** What you are asked to do **
Please report how many lines in the data underneath hold the word "Result", with no other text.
Segment Start: Stored data
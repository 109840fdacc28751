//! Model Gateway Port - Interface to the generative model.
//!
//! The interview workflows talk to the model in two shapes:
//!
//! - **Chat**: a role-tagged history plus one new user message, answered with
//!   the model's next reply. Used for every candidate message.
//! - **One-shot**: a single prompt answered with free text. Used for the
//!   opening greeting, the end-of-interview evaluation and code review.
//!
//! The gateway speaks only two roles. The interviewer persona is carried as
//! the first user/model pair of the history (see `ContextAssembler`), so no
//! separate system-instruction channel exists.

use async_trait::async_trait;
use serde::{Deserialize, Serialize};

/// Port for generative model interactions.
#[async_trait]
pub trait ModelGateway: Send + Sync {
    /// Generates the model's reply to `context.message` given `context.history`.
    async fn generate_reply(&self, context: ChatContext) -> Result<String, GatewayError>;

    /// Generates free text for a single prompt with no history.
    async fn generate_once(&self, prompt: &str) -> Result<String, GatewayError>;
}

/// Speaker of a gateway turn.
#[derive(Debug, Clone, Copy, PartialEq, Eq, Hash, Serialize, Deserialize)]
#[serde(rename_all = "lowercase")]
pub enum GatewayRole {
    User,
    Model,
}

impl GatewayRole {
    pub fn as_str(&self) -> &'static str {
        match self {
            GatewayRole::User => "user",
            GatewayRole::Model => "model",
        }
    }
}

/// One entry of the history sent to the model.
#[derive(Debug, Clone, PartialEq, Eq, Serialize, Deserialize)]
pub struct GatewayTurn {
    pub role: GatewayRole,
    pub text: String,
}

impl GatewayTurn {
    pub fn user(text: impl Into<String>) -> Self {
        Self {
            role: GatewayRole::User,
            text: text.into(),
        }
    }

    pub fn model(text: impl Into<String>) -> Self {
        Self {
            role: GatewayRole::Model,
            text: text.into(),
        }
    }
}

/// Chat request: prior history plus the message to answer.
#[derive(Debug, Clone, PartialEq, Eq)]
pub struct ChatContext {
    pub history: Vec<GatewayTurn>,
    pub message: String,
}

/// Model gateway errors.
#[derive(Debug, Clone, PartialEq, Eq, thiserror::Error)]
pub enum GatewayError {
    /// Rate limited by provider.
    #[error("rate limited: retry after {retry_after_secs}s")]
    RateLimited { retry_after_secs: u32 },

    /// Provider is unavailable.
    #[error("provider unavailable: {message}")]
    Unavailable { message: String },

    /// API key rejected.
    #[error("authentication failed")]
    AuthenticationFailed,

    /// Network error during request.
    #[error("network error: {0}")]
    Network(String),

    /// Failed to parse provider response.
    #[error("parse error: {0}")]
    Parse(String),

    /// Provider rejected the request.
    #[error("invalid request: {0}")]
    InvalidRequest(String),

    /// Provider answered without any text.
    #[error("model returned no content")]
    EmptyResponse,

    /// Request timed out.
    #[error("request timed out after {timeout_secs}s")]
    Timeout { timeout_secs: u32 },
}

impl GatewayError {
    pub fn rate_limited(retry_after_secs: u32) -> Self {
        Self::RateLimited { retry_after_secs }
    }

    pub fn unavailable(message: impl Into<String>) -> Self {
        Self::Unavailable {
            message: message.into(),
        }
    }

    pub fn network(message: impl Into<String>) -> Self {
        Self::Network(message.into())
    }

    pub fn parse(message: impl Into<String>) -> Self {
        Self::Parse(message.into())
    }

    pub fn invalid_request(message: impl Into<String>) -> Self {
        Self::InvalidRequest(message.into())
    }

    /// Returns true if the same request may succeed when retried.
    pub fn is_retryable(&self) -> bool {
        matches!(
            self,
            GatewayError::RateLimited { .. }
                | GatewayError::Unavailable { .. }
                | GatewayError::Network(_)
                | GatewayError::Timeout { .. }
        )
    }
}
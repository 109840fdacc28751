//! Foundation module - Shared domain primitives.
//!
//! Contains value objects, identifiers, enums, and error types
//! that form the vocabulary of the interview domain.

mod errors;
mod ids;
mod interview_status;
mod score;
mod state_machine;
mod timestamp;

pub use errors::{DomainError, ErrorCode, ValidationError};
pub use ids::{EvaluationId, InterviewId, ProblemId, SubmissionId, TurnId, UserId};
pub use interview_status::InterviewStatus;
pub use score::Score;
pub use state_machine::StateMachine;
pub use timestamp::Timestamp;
Segment End: Stored data
** Written response **
2